ExtractFox vs Google Document AI
Google Document AI is a capable API-first service requiring a GCP project, service account, processor creation, and a coding layer before you extract anything. ExtractFox is upload-and-go: the same structured output with no GCP footprint and a visual UI for non-developers.
The short version
Google Document AI offers specialized processors for invoices, receipts, IDs, contracts, and custom documents. The accuracy is strong — it's powered by Google's models — but the onboarding is a full GCP project: enable the API, create a service account, pick a region, create a processor, write the code.
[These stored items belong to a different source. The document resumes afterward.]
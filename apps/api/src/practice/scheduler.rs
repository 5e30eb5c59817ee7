//! One-timer-at-a-time phase scheduler.
//!
//! The controller never touches `tokio::time` directly for its phase timers.
//! `PhaseScheduler` owns the single live interval task and forwards its ticks
//! over a channel tagged with a generation number. Starting a timer always
//! stops the previous one first, and ticks from an older generation are
//! recognised as stale and dropped by the receiver.

use std::sync::atomic::{AtomicUsize, Ordering};
use std::sync::Arc;
use std::time::Duration;

use tokio::sync::mpsc::{self, UnboundedReceiver, UnboundedSender};
use tokio::task::JoinHandle;
use tokio::time::{interval_at, Instant, MissedTickBehavior};
use tracing::debug;

use crate::practice::phase::TimerKind;

pub const TICK_PERIOD: Duration = Duration::from_secs(1);

#[derive(Debug, Clone, Copy, PartialEq, Eq)]
pub struct TimerTick {
    pub generation: u64,
    pub kind: TimerKind,
}

/// Counts timer tasks that have not been dropped yet.
#[derive(Debug, Clone, Default)]
pub struct TimerProbe(Arc<AtomicUsize>);

impl TimerProbe {
    pub fn live(&self) -> usize {
        self.0.load(Ordering::SeqCst)
    }
}

struct LiveGuard(Arc<AtomicUsize>);

impl LiveGuard {
    fn new(counter: &Arc<AtomicUsize>) -> Self {
        counter.fetch_add(1, Ordering::SeqCst);
        Self(counter.clone())
    }
}

impl Drop for LiveGuard {
    fn drop(&mut self) {
        self.0.fetch_sub(1, Ordering::SeqCst);
    }
}

struct ActiveTimer {
    kind: TimerKind,
    handle: JoinHandle<()>,
}

pub struct PhaseScheduler {
    sender: UnboundedSender<TimerTick>,
    period: Duration,
    generation: u64,
    active: Option<ActiveTimer>,
    /// Aborted tasks that may not have been dropped yet.
    retired: Vec<JoinHandle<()>>,
    probe: TimerProbe,
}

impl PhaseScheduler {
    /// Creates a scheduler and the receiver its ticks are delivered to.
    pub fn new(period: Duration) -> (Self, UnboundedReceiver<TimerTick>) {
        let (sender, receiver) = mpsc::unbounded_channel();
        let scheduler = Self {
            sender,
            period,
            generation: 0,
            active: None,
            retired: Vec::new(),
            probe: TimerProbe::default(),
        };
        (scheduler, receiver)
    }

    /// Stops whatever is running and starts `kind`. The first tick arrives
    /// one period from now. Returns the new generation.
    pub fn start(&mut self, kind: TimerKind) -> u64 {
        self.cancel();
        self.generation += 1;

        let generation = self.generation;
        let period = self.period;
        let sender = self.sender.clone();
        let guard = LiveGuard::new(&self.probe.0);

        let handle = tokio::spawn(async move {
            let _guard = guard;
            let mut ticker = interval_at(Instant::now() + period, period);
            ticker.set_missed_tick_behavior(MissedTickBehavior::Delay);
            loop {
                ticker.tick().await;
                if sender.send(TimerTick { generation, kind }).is_err() {
                    break;
                }
            }
        });

        debug!("Started {kind:?} timer (generation {generation})");
        self.active = Some(ActiveTimer { kind, handle });
        generation
    }

    /// Stops the running timer, if any. Ticks it already queued become stale.
    pub fn cancel(&mut self) {
        self.retired.retain(|handle| !handle.is_finished());
        if let Some(timer) = self.active.take() {
            timer.handle.abort();
            debug!("Cancelled {:?} timer (generation {})", timer.kind, self.generation);
            self.retired.push(timer.handle);
        }
    }

    /// Cancels and waits until every timer task has actually been dropped.
    pub async fn shutdown(&mut self) {
        self.cancel();
        for handle in self.retired.drain(..) {
            // An aborted task resolves to a cancellation error.
            let _ = handle.await;
        }
    }

    pub fn active(&self) -> Option<TimerKind> {
        self.active.as_ref().map(|timer| timer.kind)
    }

    /// True when `tick` was produced by the timer that is running right now.
    pub fn is_current(&self, tick: &TimerTick) -> bool {
        tick.generation == self.generation && self.active() == Some(tick.kind)
    }

    pub fn probe(&self) -> TimerProbe {
        self.probe.clone()
    }
}

impl Drop for PhaseScheduler {
    fn drop(&mut self) {
        self.cancel();
    }
}

#[cfg(test)]
mod tests {
    use super::*;

    #[tokio::test(start_paused = true)]
    async fn test_ticks_once_per_period() {
        let (mut scheduler, mut ticks) = PhaseScheduler::new(TICK_PERIOD);
        let generation = scheduler.start(TimerKind::Countdown);

        let started = Instant::now();
        let tick = ticks.recv().await.unwrap();
        assert_eq!(
            tick,
            TimerTick {
                generation,
                kind: TimerKind::Countdown
            }
        );
        assert_eq!(started.elapsed(), TICK_PERIOD);
        assert!(scheduler.is_current(&tick));

        ticks.recv().await.unwrap();
        assert_eq!(started.elapsed(), TICK_PERIOD * 2);
    }

    #[tokio::test(start_paused = true)]
    async fn test_restart_makes_queued_ticks_stale() {
        let (mut scheduler, mut ticks) = PhaseScheduler::new(TICK_PERIOD);
        scheduler.start(TimerKind::Countdown);
        let old = ticks.recv().await.unwrap();

        scheduler.start(TimerKind::Stopwatch);
        assert!(!scheduler.is_current(&old));
        assert_eq!(scheduler.active(), Some(TimerKind::Stopwatch));

        let fresh = ticks.recv().await.unwrap();
        assert_eq!(fresh.kind, TimerKind::Stopwatch);
        assert!(scheduler.is_current(&fresh));
    }

    #[tokio::test(start_paused = true)]
    async fn test_shutdown_leaves_no_live_timer() {
        let (mut scheduler, mut ticks) = PhaseScheduler::new(TICK_PERIOD);
        let probe = scheduler.probe();
        scheduler.start(TimerKind::Stopwatch);
        assert_eq!(probe.live(), 1);

        scheduler.shutdown().await;
        assert_eq!(probe.live(), 0);
        assert_eq!(scheduler.active(), None);

        tokio::time::sleep(TICK_PERIOD * 5).await;
        assert!(ticks.try_recv().is_err());
    }

    #[tokio::test(start_paused = true)]
    async fn test_cancelled_tick_is_not_current() {
        let (mut scheduler, mut ticks) = PhaseScheduler::new(TICK_PERIOD);
        scheduler.start(TimerKind::Countdown);
        let tick = ticks.recv().await.unwrap();
        scheduler.cancel();
        assert!(!scheduler.is_current(&tick));
    }
}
ExtractFox provides comparable structured extraction without the infrastructure tax.
Side by side
| Feature | ExtractFox | Google Document AI |
|---|---|---|
| GCP project required | — | ✓ |
| Prebuilt document processors | ✓ | ✓ |
| Custom model training (Human-in-the-loop) | — | ✓ |
| Free tier without billing setup | ✓ | Limited trial |
| Web UI for non-developers | ✓ | Document AI Workbench only |
| Free-text custom extraction | ✓ | Custom processor training |
| Time to first extraction | 30 seconds | Hours to a day |
| Excel / CSV / JSON export from UI | ✓ | Code only |
| Scanned PDF support | ✓ | ✓ |
| Pricing transparency | ✓ | Per-page, per-processor |
Why teams switch from Google Document AI
Document AI requires a GCP project, an enabled API, a service account with the right IAM roles, a regional processor, and a coding layer. ExtractFox is a URL and a file upload.
Document AI has a Workbench UI for labeling, but extraction output requires code to consume. ExtractFox has a complete UI — upload, review, download — that a non-developer can use without engineering support.
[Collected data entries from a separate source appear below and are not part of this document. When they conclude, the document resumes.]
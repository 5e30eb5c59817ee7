//! Session controller: the client-side state machine for one timed session.
//!
//! The controller never advances its own cursor. After every submission it
//! adopts whatever the authority reports, so a retried or reordered request
//! cannot make the two sides drift.

use std::sync::Arc;

use thiserror::Error;
use tokio::sync::mpsc::UnboundedReceiver;
use tokio::time::Instant;
use tracing::{debug, info, warn};
use uuid::Uuid;

use crate::errors::AppError;
use crate::models::session::{QuestionRef, SessionStatus};
use crate::practice::phase::{
    ActiveQuestion, Notice, NoticeLevel, Phase, TerminalReason, TimerKind, PREVIEW_SECONDS,
};
use crate::practice::scheduler::{PhaseScheduler, TimerProbe, TimerTick, TICK_PERIOD};
use crate::questions::QuestionContentProvider;
use crate::sessions::authority::{
    AbandonAck, CompletionArtifact, SessionAuthority, StartSessionRequest, SubmitOutcome,
    SubmitResponseRequest,
};
use crate::sessions::validation::{
    validate_response, word_count, MAX_RESPONSE_CHARS, MIN_RESPONSE_WORDS,
};

#[derive(Debug, Error)]
pub enum ControllerError {
    #[error("Interview session could not be loaded: {0}")]
    SessionUnavailable(AppError),

    #[error("Cannot {action} while {phase}")]
    PhaseMismatch {
        action: &'static str,
        phase: &'static str,
    },

    #[error("Response has {words} words; at least {minimum} are required")]
    ResponseTooShort { words: usize, minimum: usize },

    #[error("Response exceeds {limit} characters")]
    ResponseTooLong { limit: usize },

    #[error("Abandon was not requested")]
    AbandonNotRequested,

    #[error(transparent)]
    Authority(#[from] AppError),
}

/// What a successful submission led to.
#[derive(Debug, Clone, Copy, PartialEq, Eq)]
pub enum SubmitStep {
    NextQuestion(QuestionRef),
    SequenceExhausted,
}

pub struct SessionController {
    session_id: Uuid,
    authority: Arc<dyn SessionAuthority>,
    content: Arc<dyn QuestionContentProvider>,
    phase: Phase,
    /// Advisory mirror of the authority's `current_question_index`.
    cursor: usize,
    total: usize,
    draft: String,
    star_guide_open: bool,
    abandon_pending: bool,
    notices: Vec<Notice>,
    scheduler: PhaseScheduler,
    ticks: UnboundedReceiver<TimerTick>,
}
When you need a field not covered by a prebuilt processor, Document AI requires building a custom processor with labeled training data. ExtractFox lets you type the field description and extract immediately.
Document AI charges per page per processor type — invoices, form parsers, OCR, and specialized processors each have separate rates. ExtractFox is a flat subscription with a monthly extraction quota.
Pricing
Free tier: 1 extraction. Paid tiers with monthly quota.
Per-page pricing per processor. OCR processor: ~$1.50/1000 pages. Specialized processors (invoice, form) priced separately. Free quota of 1,000 pages per processor per month during trial.
ExtractFox is dramatically simpler to budget for small and mid-size volumes. Google Document AI is competitive at high volume if you already live on GCP — the free per-processor quota covers many smaller workflows at zero cost once you've built the integration.
When Google Document AI is the better pick
Pick Google Document AI if your infrastructure is already GCP, you need enterprise-grade custom models trained on your specific document types at high volume, you require VPC or data-residency controls already built into GCP, or you're integrating into a Vertex AI or Google Cloud workflow.
Frequently asked questions
Is ExtractFox as accurate as Google Document AI?+
On standard document fields (vendor, dates, line items, parties), accuracy is comparable. Google's specialized processors have been tuned on large labeled datasets for specific document types; ExtractFox's general multimodal model handles a broader range of document types and layouts without per-type training.
Can ExtractFox replace Document AI's Form Parser?+
Yes for most use cases. Upload a filled form and describe the fields, or use the form data extractor. For very high-volume form processing with fixed layouts, Document AI's Form Parser with a trained model may reach higher accuracy on that specific form.
Does ExtractFox support the same document types as Document AI?+
Invoices, receipts, IDs, passports, bank statements, contracts, annual reports, insurance policies, purchase orders, handwriting, charts, and free-text custom extraction — yes. Document AI also has specialized processors for lending documents (US mortgage/loan forms) and healthcare (FHIR-structured medical records); those are out of scope for ExtractFox.
What's the migration path from Document AI to ExtractFox?+
Replace the Document AI API call (documents:process) with a POST to ExtractFox's API with the same file. The response JSON uses field names you define rather than Document AI's fixed schema, so you'll update the downstream field mapping. No training data migration needed.